Like Christopher McDougall, Dean has hit on something that many people are feeling these days--the need to transcend self, explore, discover true fulfillment amid so much material anxiety, find an escape and ultimately become one with nature. "One with nature" has become a trite expression, but in truth just about any trail runner who's been out there for several hours--and, in my case, a few days--in the woods or on a mountain will tell you that you eventually begin to feel a wonderful connection with your natural surroundings. It is at this point that you realize that throughout life we put up so many barriers and live in such isolation. We are meant to be outdoors, and yet we've been conditioned to "need" that which really doesn't matter at all.
These are very difficult times in which we live, and there's a reason Dean and Christopher's books--and soon Marshall Ulrich with his new book, Running on Empty, will join the fray--have sold like hotcakes. The reason is that people right now are longing to get out of and step away from what they no longer find fulfilling. The 90s were a decade of fulfillment found in big houses, gas-guzzling SUVs, over-programming our kids to the point that family dinner hour was gone, eating out every night because we could, vacationing to Disney World, fat 401Ks, bonuses, double lattes at Starbucks and many other material pleasures...that don't amount to jack as far as fulfillment (well, maybe Disney and Starbucks do....). These material "things," or items, symbolized success and delivered fulfillment and pleasure not unlike a shot of heroin.

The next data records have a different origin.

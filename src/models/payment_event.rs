use serde::{Deserialize, Serialize};
use strum::{AsRefStr, EnumString};

use super::EntitlementStatus;
use crate::payments::PaymentProvider;

#[derive(Debug, Clone, Copy, PartialEq, Eq, Serialize, Deserialize, AsRefStr, EnumString)]
#[serde(rename_all = "snake_case")]
#[strum(serialize_all = "snake_case")]
pub enum PaymentKind {
    Subscription,
    OneTimePurchase,
}

#[derive(Debug, Clone, Copy, PartialEq, Eq, Serialize, Deserialize, AsRefStr, EnumString)]
#[serde(rename_all = "snake_case")]
#[strum(serialize_all = "snake_case")]
pub enum ObservedStatus {
    Succeeded,
    Failed,
}

/// Whether a charge opened a subscription or renewed it. Only renewal
/// failures move a subscription to `past_due`.
#[derive(Debug, Clone, Copy, PartialEq, Eq, Default, Serialize, Deserialize, AsRefStr, EnumString)]
#[serde(rename_all = "snake_case")]
#[strum(serialize_all = "snake_case")]
pub enum ChargeType {
    #[default]
    Initial,
    Renewal,
}

/// Canonical payment confirmation, independent of the provider that sent it.
#[derive(Debug, Clone, PartialEq, Serialize, Deserialize)]
pub struct PaymentEvent {
    pub provider: PaymentProvider,
    pub provider_transaction_id: String,
    pub user_id: String,
    pub amount: f64,
    pub currency: String,
    pub kind: PaymentKind,
    pub plan_or_item_id: String,
    pub observed_status: ObservedStatus,
    #[serde(default)]
    pub charge: ChargeType,
    /// Unix seconds as reported by the provider.
    pub provider_timestamp: i64,
}

/// Provider-signalled end of a recurring billing agreement.
#[derive(Debug, Clone, PartialEq, Serialize, Deserialize)]
pub struct CancellationEvent {
    pub provider: PaymentProvider,
    pub provider_event_id: String,
    pub user_id: String,
    pub plan_or_item_id: String,
    pub provider_timestamp: i64,
}

/// Money returned to the payer for an earlier succeeded charge.
#[derive(Debug, Clone, PartialEq, Serialize, Deserialize)]
pub struct RefundEvent {
    pub provider: PaymentProvider,
    pub provider_event_id: String,
    /// Provider transaction id of the charge being refunded.
    pub original_transaction_id: String,
    pub user_id: String,
    pub plan_or_item_id: String,
    pub amount: f64,
    pub currency: String,
    pub provider_timestamp: i64,
}

/// An event that goes through admission. Stored verbatim in `payment_events.payload`
/// so the repair job can re-drive it.
#[derive(Debug, Clone, PartialEq, Serialize, Deserialize)]
#[serde(tag = "type", rename_all = "snake_case")]
pub enum ProviderEvent {
    Payment(PaymentEvent),
    Cancellation(CancellationEvent),
    Refund(RefundEvent),
}

impl ProviderEvent {
    pub fn provider(&self) -> PaymentProvider {
        match self {
            ProviderEvent::Payment(e) => e.provider,
            ProviderEvent::Cancellation(e) => e.provider,
            ProviderEvent::Refund(e) => e.provider,
        }
    }

    /// Second half of the idempotency key.
    pub fn provider_event_id(&self) -> &str {
        match self {
            ProviderEvent::Payment(e) => &e.provider_transaction_id,
            ProviderEvent::Cancellation(e) => &e.provider_event_id,
            ProviderEvent::Refund(e) => &e.provider_event_id,
        }
    }

    pub fn user_id(&self) -> &str {
        match self {
            ProviderEvent::Payment(e) => &e.user_id,
            ProviderEvent::Cancellation(e) => &e.user_id,
            ProviderEvent::Refund(e) => &e.user_id,
        }
    }

    pub fn subject_id(&self) -> &str {
        match self {
            ProviderEvent::Payment(e) => &e.plan_or_item_id,
            ProviderEvent::Cancellation(e) => &e.plan_or_item_id,
            ProviderEvent::Refund(e) => &e.plan_or_item_id,
        }
    }

    pub fn event_kind(&self) -> &'static str {
        match self {
            ProviderEvent::Payment(_) => "payment",
            ProviderEvent::Cancellation(_) => "cancellation",
            ProviderEvent::Refund(_) => "refund",
        }
    }
}

/// Output of a provider adapter.
#[derive(Debug, Clone, PartialEq)]
pub enum NormalizedEvent {
    Event(ProviderEvent),
    /// Recognized delivery with no ledger meaning (e.g. a webhook test ping).
    Ignored { event_type: String },
}

#[derive(Debug, Clone, Copy, PartialEq, Eq, Serialize, Deserialize, AsRefStr, EnumString)]
#[serde(rename_all = "snake_case")]
#[strum(serialize_all = "snake_case")]
pub enum AdmissionStatus {
    /// Reserved, effects not yet committed.
    Pending,
    Applied,
    /// Halted by a ledger invariant; needs an operator.
    Failed,
}

/// Recorded result of applying an admitted event, replayed on duplicates.
#[derive(Debug, Clone, Default, PartialEq, Serialize, Deserialize)]
pub struct EventOutcome {
    #[serde(skip_serializing_if = "Option::is_none")]
    pub transaction_id: Option<String>,
    #[serde(skip_serializing_if = "Option::is_none")]
    pub entitlement_status: Option<EntitlementStatus>,
}

/// Row of the idempotency store.
#[derive(Debug, Clone, Serialize)]
pub struct PaymentEventRecord {
    pub id: String,
    pub provider: PaymentProvider,
    pub provider_event_id: String,
    pub event_kind: String,
    #[serde(skip)]
    pub payload: String,
    pub status: AdmissionStatus,
    pub attempts: i64,
    pub lease_expires_at: i64,
    pub outcome: EventOutcome,
    pub last_error: Option<String>,
    pub received_at: i64,
    pub applied_at: Option<i64>,
}

impl PaymentEventRecord {
    pub fn event(&self) -> serde_json::Result<ProviderEvent> {
        serde_json::from_str(&self.payload)
    }
}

No more. After 9/11 and especially the summer of 2008 when the market crashed, everything changed. People are struggling to pay their mortgage or rent. They are having trouble paying for gas. They can't afford a trip to Disney World and so instead they opt for a camping trip (I'd rather camp than go to Disney, though Disney's nice...). The 401K is half what it was. Forget about a bonus; just be happy to have a job! You get my point. Amid much lesser prosperity for many, the desire to transcend self, to find fulfillment through adventure and step far away from the man-made, material world and into a world of trails, woods, mountains, singing birds, family camping trips, and wildlife has taken hold. People who don't spend much time in nature don't understand that nature SPEAKS to you and connects with your soul. Being in nature is an active experience and entirely a spiritual experience.
And so it's no surprise trail running and ultra running have taken off in recent years. Dean sees this change in how people view the world, and expresses it well in his book. He's not just talking to the believers; he is trying to connect with people who feel despair, are searching for that missing "something," and don't know where to find it. He's trying to show the way--it's to the trails.
Still, I can't help but wonder: When prosperity returns, will we also return to the material world? Or have we truly learned what really matters and have reached a point of no return--a point of awakening, new wisdom and true reflection?